GRÉGOIRE MARCHE TRACE SON SILLON
Depuis trois décennies, l'histoire du squash masculin Tricolore est composée de dynasties : il y a eu Julien Bonétat, Thierry Lincou, et bien sûr Grégory Gaultier. Pas facile de passer après les deux derniers cités, anciens champions du monde et numéros 1 mondiaux, néanmoins Grégoire Marche est en train de se bâtir un joli palmarès. En tête du classement domestique depuis trois ans, le Drômois a remporté samedi un quatrième titre national, et le troisième en quatre éditions. « Je retiens avant tout le titre, la qualité n'était pas au rendez-vous aujourd'hui, » disait-il après son succès en quatre jeux face à Lucas Serme (n°4 français), licencié comme lui à Annecy. Il faut dire que la veille, Marche avait réalisé une véritable démonstration face à un Sébastien Bonmalais (n°6) pourtant en grande forme ces dernières semaines. « Après un très bon match, on est souvent déçu le lendemain car on ne retrouve pas les mêmes sensations au niveau de la raquette. Je me suis battu avec mes armes, c'est dommage d'être sorti de ma stratégie au deuxième jeu mais lui a bien joué le coup tactiquement. »

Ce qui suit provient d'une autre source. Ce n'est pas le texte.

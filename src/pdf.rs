//! PDF reading: page geometry, positioned words, and plain text.
//!
//! Extraction is two-staged like the rest of the pipeline expects:
//! the primary backend is pure-Rust (lopdf), walking each page's content
//! stream to recover word boxes and asking lopdf for its own reading-order
//! text. When lopdf cannot parse a document at all, the whole document
//! falls back to the `pdftotext` binary, which yields plain text only
//! (form-feed separated pages, no positions).

use anyhow::{Context, Result};
use lopdf::content::Content;
use lopdf::{Document, Object};
use uuid::Uuid;

/// One word with its position on the page. Coordinates use a top-left
/// origin (`top` grows downward), which is what the layout heuristics
/// reason in.
#[derive(Debug, Clone)]
pub struct WordBox {
    pub text: String,
    pub x: f32,
    pub top: f32,
}

/// One page of positioned words plus, when available, the backend's own
/// reading-order text.
#[derive(Debug, Clone)]
pub struct Page {
    pub number: u32,
    pub width: f32,
    pub height: f32,
    pub words: Vec<WordBox>,
    pub plain_text: Option<String>,
}

const DEFAULT_PAGE_WIDTH: f32 = 612.0;
const DEFAULT_PAGE_HEIGHT: f32 = 792.0;

/// Parse a PDF from memory and return its pages.
///
/// Per-page problems (undecodable content stream, failed text extraction)
/// are recovered locally: the page is still emitted, possibly with empty
/// words or text, and the layout stage decides whether anything usable
/// remains. Only a document-level parse failure is an error.
pub fn read_pages(data: &[u8]) -> Result<Vec<Page>> {
    let doc = match Document::load_mem(data) {
        Ok(doc) => doc,
        Err(err) => {
            tracing::warn!(error = %err, "lopdf failed to parse document, trying pdftotext");
            return pdftotext_pages(data);
        }
    };

    let mut pages = Vec::new();
    for (number, page_id) in doc.get_pages() {
        let (width, height) = page_geometry(&doc, page_id);

        let words = match doc.get_page_content(page_id) {
            Ok(content) => extract_word_boxes(&content, height),
            Err(err) => {
                tracing::debug!(page = number, error = %err, "no readable content stream");
                Vec::new()
            }
        };

        let plain_text = match doc.extract_text(&[number]) {
            Ok(text) if !text.trim().is_empty() => Some(text),
            Ok(_) => None,
            Err(err) => {
                tracing::debug!(page = number, error = %err, "lopdf text extraction failed");
                None
            }
        };

        pages.push(Page {
            number,
            width,
            height,
            words,
            plain_text,
        });
    }

    Ok(pages)
}

fn object_number(obj: &Object) -> Option<f32> {
    match obj {
        Object::Integer(i) => Some(*i as f32),
        Object::Real(r) => Some(*r as f32),
        _ => None,
    }
}

fn page_geometry(doc: &Document, page_id: lopdf::ObjectId) -> (f32, f32) {
    let media_box = doc
        .get_dictionary(page_id)
        .ok()
        .and_then(|dict| dict.get(b"MediaBox").ok())
        .and_then(|obj| obj.as_array().ok())
        .map(|arr| {
            let values: Vec<f32> = arr.iter().filter_map(object_number).collect();
            values
        });

    match media_box.as_deref() {
        Some([x0, y0, x1, y1]) => ((x1 - x0).abs(), (y1 - y0).abs()),
        _ => (DEFAULT_PAGE_WIDTH, DEFAULT_PAGE_HEIGHT),
    }
}

/// Text-state tracker for the content-stream walk. Only the translation
/// part of the text matrix matters for line banding; rotation and skew are
/// rare in the target corpus and are ignored.
struct TextCursor {
    x: f32,
    y: f32,
    line_x: f32,
    leading: f32,
    font_size: f32,
}

impl TextCursor {
    fn new() -> Self {
        Self {
            x: 0.0,
            y: 0.0,
            line_x: 0.0,
            leading: 0.0,
            font_size: 12.0,
        }
    }

    fn next_line(&mut self) {
        self.y -= self.leading.max(self.font_size);
        self.x = self.line_x;
    }
}

/// Recover word boxes by interpreting the text operators of a page content
/// stream. Horizontal advance inside a shown string is estimated from the
/// font size; the estimate only needs to preserve relative word order,
/// which is all the layout strategies consume.
fn extract_word_boxes(content: &[u8], page_height: f32) -> Vec<WordBox> {
    let content = match Content::decode(content) {
        Ok(content) => content,
        Err(err) => {
            tracing::debug!(error = %err, "content stream decode failed");
            return Vec::new();
        }
    };

    let mut cursor = TextCursor::new();
    let mut words = Vec::new();

    for op in &content.operations {
        match op.operator.as_str() {
            "BT" => cursor = TextCursor::new(),
            "Tf" => {
                if let Some(size) = op.operands.get(1).and_then(object_number) {
                    cursor.font_size = size;
                }
            }
            "TL" => {
                if let Some(leading) = op.operands.first().and_then(object_number) {
                    cursor.leading = leading;
                }
            }
            "Td" | "TD" => {
                let tx = op.operands.first().and_then(object_number).unwrap_or(0.0);
                let ty = op.operands.get(1).and_then(object_number).unwrap_or(0.0);
                if op.operator == "TD" {
                    cursor.leading = -ty;
                }
                cursor.line_x += tx;
                cursor.x = cursor.line_x;
                cursor.y += ty;
            }
            "Tm" => {
                let e = op.operands.get(4).and_then(object_number).unwrap_or(0.0);
                let f = op.operands.get(5).and_then(object_number).unwrap_or(0.0);
                cursor.line_x = e;
                cursor.x = e;
                cursor.y = f;
            }
            "T*" => cursor.next_line(),
            "Tj" => {
                if let Some(Object::String(bytes, _)) = op.operands.first() {
                    show_text(bytes, &mut cursor, page_height, &mut words);
                }
            }
            "'" => {
                cursor.next_line();
                if let Some(Object::String(bytes, _)) = op.operands.first() {
                    show_text(bytes, &mut cursor, page_height, &mut words);
                }
            }
            "\"" => {
                cursor.next_line();
                if let Some(Object::String(bytes, _)) = op.operands.get(2) {
                    show_text(bytes, &mut cursor, page_height, &mut words);
                }
            }
            "TJ" => {
                if let Some(Object::Array(parts)) = op.operands.first() {
                    for part in parts {
                        match part {
                            Object::String(bytes, _) => {
                                show_text(bytes, &mut cursor, page_height, &mut words);
                            }
                            other => {
                                if let Some(adjust) = object_number(other) {
                                    cursor.x -= adjust / 1000.0 * cursor.font_size;
                                }
                            }
                        }
                    }
                }
            }
            _ => {}
        }
    }

    words
}

/// Decode a PDF string best-effort: UTF-16BE when marked with a BOM,
/// Latin-1 otherwise. Exotic font encodings degrade gracefully; the layout
/// stage's content heuristics reject unusable output and lopdf's own
/// extraction covers the plain-text path with full font handling.
fn decode_pdf_string(bytes: &[u8]) -> String {
    if bytes.len() >= 2 && bytes[0] == 0xFE && bytes[1] == 0xFF {
        let units: Vec<u16> = bytes[2..]
            .chunks_exact(2)
            .map(|pair| u16::from_be_bytes([pair[0], pair[1]]))
            .collect();
        String::from_utf16_lossy(&units)
    } else {
        bytes.iter().map(|&b| b as char).collect()
    }
}

/// Average glyph advance as a fraction of font size, for x estimation.
const GLYPH_ADVANCE_RATIO: f32 = 0.5;

fn show_text(bytes: &[u8], cursor: &mut TextCursor, page_height: f32, words: &mut Vec<WordBox>) {
    let decoded = decode_pdf_string(bytes);
    if decoded.is_empty() {
        return;
    }

    let advance = cursor.font_size * GLYPH_ADVANCE_RATIO;
    let top = page_height - cursor.y;
    let mut x = cursor.x;
    let mut current = String::new();

    for c in decoded.chars() {
        if c.is_whitespace() {
            if !current.is_empty() {
                let width = current.chars().count() as f32 * advance;
                words.push(WordBox {
                    text: std::mem::take(&mut current),
                    x,
                    top,
                });
                x += width;
            }
            x += advance;
        } else {
            current.push(c);
        }
    }
    if !current.is_empty() {
        let width = current.chars().count() as f32 * advance;
        words.push(WordBox { text: current, x, top });
        x += width;
    }

    cursor.x = x;
}

/// Whole-document fallback through the `pdftotext` binary. Pages come back
/// form-feed separated with layout preserved but no positions.
fn pdftotext_pages(data: &[u8]) -> Result<Vec<Page>> {
    let temp_file = std::env::temp_dir().join(format!("local_pdf_qa_{}.pdf", Uuid::new_v4()));
    std::fs::write(&temp_file, data).context("failed to write temp PDF for pdftotext")?;

    let output = std::process::Command::new("pdftotext")
        .arg("-layout")
        .arg("-enc")
        .arg("UTF-8")
        .arg(&temp_file)
        .arg("-")
        .output();
    let _ = std::fs::remove_file(&temp_file);

    let output = output.context("pdftotext command failed (is poppler installed?)")?;
    if !output.status.success() {
        let stderr = String::from_utf8_lossy(&output.stderr);
        anyhow::bail!("pdftotext failed: {}", stderr);
    }

    let text = String::from_utf8_lossy(&output.stdout).to_string();
    if text.trim().is_empty() {
        anyhow::bail!("pdftotext produced no text output");
    }

    let pages = text
        .split('\u{0c}')
        .enumerate()
        .filter(|(_, page_text)| !page_text.trim().is_empty())
        .map(|(idx, page_text)| Page {
            number: idx as u32 + 1,
            width: DEFAULT_PAGE_WIDTH,
            height: DEFAULT_PAGE_HEIGHT,
            words: Vec::new(),
            plain_text: Some(page_text.to_string()),
        })
        .collect();

    Ok(pages)
}

#[cfg(test)]
mod tests {
    use super::*;

    fn tj(text: &str) -> lopdf::content::Operation {
        lopdf::content::Operation::new(
            "Tj",
            vec![Object::String(
                text.as_bytes().to_vec(),
                lopdf::StringFormat::Literal,
            )],
        )
    }

    fn td(x: f32, y: f32) -> lopdf::content::Operation {
        lopdf::content::Operation::new("Td", vec![x.into(), y.into()])
    }

    fn encode(ops: Vec<lopdf::content::Operation>) -> Vec<u8> {
        Content { operations: ops }.encode().expect("encodable content")
    }

    #[test]
    fn word_boxes_track_position_and_order() {
        let content = encode(vec![
            lopdf::content::Operation::new("BT", vec![]),
            lopdf::content::Operation::new("Tf", vec![Object::Name(b"F1".to_vec()), 12.0_f32.into()]),
            td(72.0, 700.0),
            tj("gecme notu"),
            td(0.0, -20.0),
            tj("ikinci satir"),
            lopdf::content::Operation::new("ET", vec![]),
        ]);

        let words = extract_word_boxes(&content, 792.0);
        let texts: Vec<&str> = words.iter().map(|w| w.text.as_str()).collect();
        assert_eq!(texts, vec!["gecme", "notu", "ikinci", "satir"]);

        // First line sits above the second (smaller `top`).
        assert!(words[0].top < words[2].top);
        // Words on the same line advance to the right.
        assert!(words[0].x < words[1].x);
    }

    #[test]
    fn tm_resets_position() {
        let content = encode(vec![
            lopdf::content::Operation::new("BT", vec![]),
            lopdf::content::Operation::new(
                "Tm",
                vec![
                    1.0_f32.into(),
                    0.0_f32.into(),
                    0.0_f32.into(),
                    1.0_f32.into(),
                    300.0_f32.into(),
                    400.0_f32.into(),
                ],
            ),
            tj("sag sutun"),
            lopdf::content::Operation::new("ET", vec![]),
        ]);

        let words = extract_word_boxes(&content, 792.0);
        assert_eq!(words.len(), 2);
        assert!(words[0].x >= 300.0);
        assert!((words[0].top - 392.0).abs() < 0.01);
    }

    #[test]
    fn utf16_strings_decode() {
        let mut bytes = vec![0xFE, 0xFF];
        for unit in "büt".encode_utf16() {
            bytes.extend_from_slice(&unit.to_be_bytes());
        }
        assert_eq!(decode_pdf_string(&bytes), "büt");
    }

    #[test]
    fn unreadable_content_yields_no_words() {
        assert!(extract_word_boxes(b"\xff\xfe garbage", 792.0).is_empty());
    }
}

« C'est de bon augure en vue de mon prochain tournoi à Chicago »
Les trois médaillés (Lucas Serme, Grégoire Marche et Sébastien Bonmalais) sont repartis du championnat de France Élite avec le sourire
Déjà très convaincant contre Auguste Dussourd en demi, Serme a en effet réalisé une manche proche de la perfection - faite de variations de rythme et de choix offensifs très justes - alors que le numéro 12 mondial s'agaçait de certaines décisions de l'arbitre Joaquim Rissetto (l'un des hommes en noir présents en Gironde, aux côtés de Nicolas Barbeau et Bruno Jacob). Le problème, c'est que jouer à un tel niveau est coûteux en énergie. Après avoir démarré le jeu suivant sur la même lancée, le numéro 33 mondial a subi une grosse accélération de son adversaire, bien décidé à ne plus lâcher le moindre échange. Vainqueur de 21 des 26 derniers points du match, Grégoire Marche s'envolait vers le titre et concluait (comme Marie Stéphan auparavant) par une amortie gagnante en revers. « Même si je ne suis pas à 100 % dans ma préparation en vue de mon prochain tournoi à Chicago, ce fût une très bonne semaine, » estimait-il. Exempté de premier tour au Windy City Open, il retrouvera en 1/16ème de finale Marwan ElShorbagy, numéro 7 mondial. Une victoire lui permettrait de se rapprocher encore plus du top 10, son objectif avoué. Rendez-vous le 24 février ...
➡️ BONMALAIS, EN BRONZE. Les finales ont démarré avec une heure de retard samedi, car le match pour la médaille de bronze a duré 1h45 ! La faute à deux interruptions, une première de 30 minutes en raison d'une blessure à la cheville de Sébastien Bonmalais (n°6), puis une plus courte pour Auguste Dussourd (n°5, problème musculaire). Paradoxalement, c'est le joueur touché qui a le mieux redémarré à chaque fois. Mais après être bien revenu dans la troisième manche, Dussourd n'a pas été en mesure de prolonger son effort et le Réunionnais s'est offert une deuxième médaille, après l'argent en 2020. C'est face à ce même Bonmalais qu'Edwin Clain (n°9) avait réalisé une belle prestation en quart, ne passant pas loin d'emmener le favori dans un cinquième jeu. En terminant cinquième, le Francilien confirme ses belles dispositions du moment, alors que le jeune Macéo Lévy (n°17) a remporté le plateau des perdants du premier tour. D'autres joueurs encore moins âgés ont montré de belles choses, notamment Antonin Romieu (15 ans, n°35) et Melvil Scianimanico (16 ans, n°26), qui a causé pas mal de soucis à Clain au premier tour.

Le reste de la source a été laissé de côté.